Os parlamentares deixaram claro na reunião que não aceitam romper o acordo feito com o Planalto para incluir no projeto deste ano R$ 16,5 bilhões em emendas, valor negociado durante a tramitação da proposta que permitiu a volta do auxílio emergencial. Hoje, esse montante está em R$ 29,5 bilhões. O plano dos líderes é ceder em R$ 13 bilhões para fechar acordo.

A equipe econômica defende o veto dessas emendas para garantir a recomposição dos gastos obrigatórios e evitar que o governo seja acusado de crime de responsabilidade. Nessa estratégia, depois do veto, o governo enviaria um projeto para recompor as despesas do Orçamento e verbas de emendas parlamentares. Ontem, em reunião com Ramos e a ministra da Secretaria de Governo, Flávia Arruda, o ministro da Economia, Paulo Guedes, reforçou a posição.

Uma nova rodada de reuniões está prevista para hoje, segundo líderes do Congresso. Nos bastidores, Lira tem dito a interlocutores que Guedes rasgou o acordo firmado durante a tramitação do texto.

Para Lira, o Orçamento não tem falhas técnicas. Segundo ele, é preciso cumprir acordos e, se houver excesso, corrigi-los. Para ele, não há risco de crime de responsabilidade sobre Bolsonaro em caso de sanção do texto, como afirma a equipe econômica.

— Tecnicamente o Orçamento não tem problema. Absolutamente, nem para o presidente (da República), nem para os órgãos que dele precisam para fazer a política pública se desenvolver no ano de 2021 — disse Lira ontem, antes da sessão na Casa.

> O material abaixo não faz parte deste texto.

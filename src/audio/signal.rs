//! Per-frame signal conditioning: level, smoothing filter, silence detection.
//!
//! Everything here is a pure function so the capture loop can call it without
//! holding any lock.

use std::borrow::Cow;

use super::Sample;

/// Smoothing factor of the first-order low-pass filter (0 < alpha <= 1).
/// Lower values smooth harder.
pub const SMOOTHING_ALPHA: f32 = 0.5;

/// Largest magnitude an `i16` sample can carry (`|i16::MIN|`)
const FULL_SCALE: f64 = 32_768.0;

/// Label assigned to a frame by [`classify`]
#[derive(Debug, Clone, Copy, PartialEq, Eq)]
pub enum FrameClass {
    /// Level below the silence threshold
    Silence,
    /// Level at or above the silence threshold
    Speech,
}

/// Normalized loudness of a frame in `[0, 1]`.
///
/// Mean absolute sample value divided by full scale. Empty and all-zero frames
/// yield exactly `0.0`.
#[must_use]
pub fn level_of(frame: &[Sample]) -> f32 {
    if frame.is_empty() {
        return 0.0;
    }

    let sum: u64 = frame.iter().map(|&s| u64::from(s.unsigned_abs())).sum();

    // Frame lengths and sample sums stay far below 2^52
    #[allow(clippy::cast_precision_loss, clippy::cast_possible_truncation)]
    let level = ((sum as f64 / frame.len() as f64) / FULL_SCALE).clamp(0.0, 1.0) as f32;
    level
}

/// Applies the noise filter when `enabled`, otherwise hands the frame back untouched.
///
/// The filter is a first-order exponential smoother run independently on each
/// interleaved channel, seeded with the channel's first sample so a frame never
/// ramps in from zero. Output length always equals input length.
#[must_use]
pub fn filter(frame: &[Sample], channels: u16, enabled: bool) -> Cow<'_, [Sample]> {
    if !enabled || frame.is_empty() {
        return Cow::Borrowed(frame);
    }

    let channels = usize::from(channels.max(1));
    let mut out = Vec::with_capacity(frame.len());
    let mut state: Vec<f32> = frame.iter().take(channels).map(|&s| f32::from(s)).collect();

    for (i, &sample) in frame.iter().enumerate() {
        let y = &mut state[i % channels];
        *y += SMOOTHING_ALPHA * (f32::from(sample) - *y);
        // y is a convex mix of i16 values, so it stays in range
        #[allow(clippy::cast_possible_truncation)]
        out.push(y.round() as Sample);
    }

    Cow::Owned(out)
}

/// `Silence` iff `level < threshold`; a level equal to the threshold is speech.
#[must_use]
pub fn classify(level: f32, threshold: f32) -> FrameClass {
    if level < threshold {
        FrameClass::Silence
    } else {
        FrameClass::Speech
    }
}

#[cfg(test)]
#[allow(clippy::float_cmp)] // Exact values are part of the contract
mod tests {
    use super::*;

    #[test]
    fn test_level_of_silence_is_zero() {
        assert_eq!(level_of(&[0; 1024]), 0.0);
        assert_eq!(level_of(&[]), 0.0);
    }

    #[test]
    fn test_level_of_full_scale_is_one() {
        assert_eq!(level_of(&[i16::MIN; 64]), 1.0);
        assert!(level_of(&[i16::MAX; 64]) <= 1.0);
    }

    #[test]
    fn test_level_of_mixed_signs_uses_magnitude() {
        let frame = [16_384, -16_384, 16_384, -16_384];
        assert!((level_of(&frame) - 0.5).abs() < 1e-6);
    }

    #[test]
    fn test_level_of_stays_in_unit_range() {
        let frame: Vec<i16> = (0..4096_i32)
            .map(|i| i16::try_from((i * 7919) % 65_536 - 32_768).unwrap())
            .collect();
        let level = level_of(&frame);
        assert!((0.0..=1.0).contains(&level));
    }

    #[test]
    fn test_filter_disabled_is_identity() {
        let frame = vec![1, -200, 3000, -32_768, 32_767];
        let out = filter(&frame, 1, false);
        assert!(matches!(out, Cow::Borrowed(_)));
        assert_eq!(out.as_ref(), frame.as_slice());
    }

    #[test]
    fn test_filter_preserves_length() {
        let frame: Vec<i16> = (0..1000).map(|i| if i % 2 == 0 { 1000 } else { -1000 }).collect();
        assert_eq!(filter(&frame, 1, true).len(), frame.len());
        assert_eq!(filter(&frame, 2, true).len(), frame.len());
    }

    #[test]
    fn test_filter_keeps_constant_signal() {
        let frame = vec![164; 256];
        assert_eq!(filter(&frame, 1, true).as_ref(), frame.as_slice());
    }

    #[test]
    fn test_filter_attenuates_alternating_noise() {
        let frame: Vec<i16> = (0..1024).map(|i| if i % 2 == 0 { 8000 } else { -8000 }).collect();
        let filtered = filter(&frame, 1, true);
        assert!(level_of(&filtered) < level_of(&frame));
    }

    #[test]
    fn test_filter_runs_per_channel() {
        // Left channel constant high, right constant low: smoothing must not bleed across
        let frame: Vec<i16> = (0..64).map(|i| if i % 2 == 0 { 10_000 } else { -10_000 }).collect();
        assert_eq!(filter(&frame, 2, true).as_ref(), frame.as_slice());
    }

    #[test]
    fn test_classify_boundary_is_speech() {
        assert_eq!(classify(0.005, 0.01), FrameClass::Silence);
        assert_eq!(classify(0.01, 0.01), FrameClass::Speech);
        assert_eq!(classify(0.5, 0.01), FrameClass::Speech);
        assert_eq!(classify(0.0, 0.0), FrameClass::Speech);
    }
}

De forma reservada, os parlamentares buscam derrubar a tese de crime fiscal caso Bolsonaro sancione o projeto. Eles alegam que isso já teria acontecido, já que teria havido gestão temerária da equipe econômica ao não atualizar parâmetros de inflação e valor do salário mínimo na proposta, o que dificultou as estimativas de gastos com benefícios previdenciários e sociais. Na prática, parlamentares avaliam que, se há erro em sancionar o Orçamento tal como está, não mandar a mensagem modificativa ao Congresso já seria uma irregularidade.

A linha de defesa do Congresso é que o Orçamento não teve erro na sua forma e que há apenas discordância de mérito. A estratégia é destacar que a competência para aprovar o Orçamento é do Legislativo, que se recusa a ser um mero carimbador dos projetos do Executivo, disse uma fonte.

RUÍDO POLÍTICO E INCERTEZA

Enquanto o impasse no Orçamento persiste, o setor produtivo já faz críticas à demora para um acordo. O presidente da Anfavea, associação das montadoras, Luiz Carlos Moraes, mostrou preocupação com a crise do Orçamento, ao divulgar alta de 5,5% na produção de automóveis em março:

— Tem muita gente pensando na eleição de 2022 em Brasília, e isso traz ruído político e incertezas.

Para o executivo, isso afeta a atração de investimento:

—Somos os maiores embaixadores dos investimentos junto às matrizes. Mas fica difícil explicar o que aconteceu com uma coisa básica que é o Orçamento.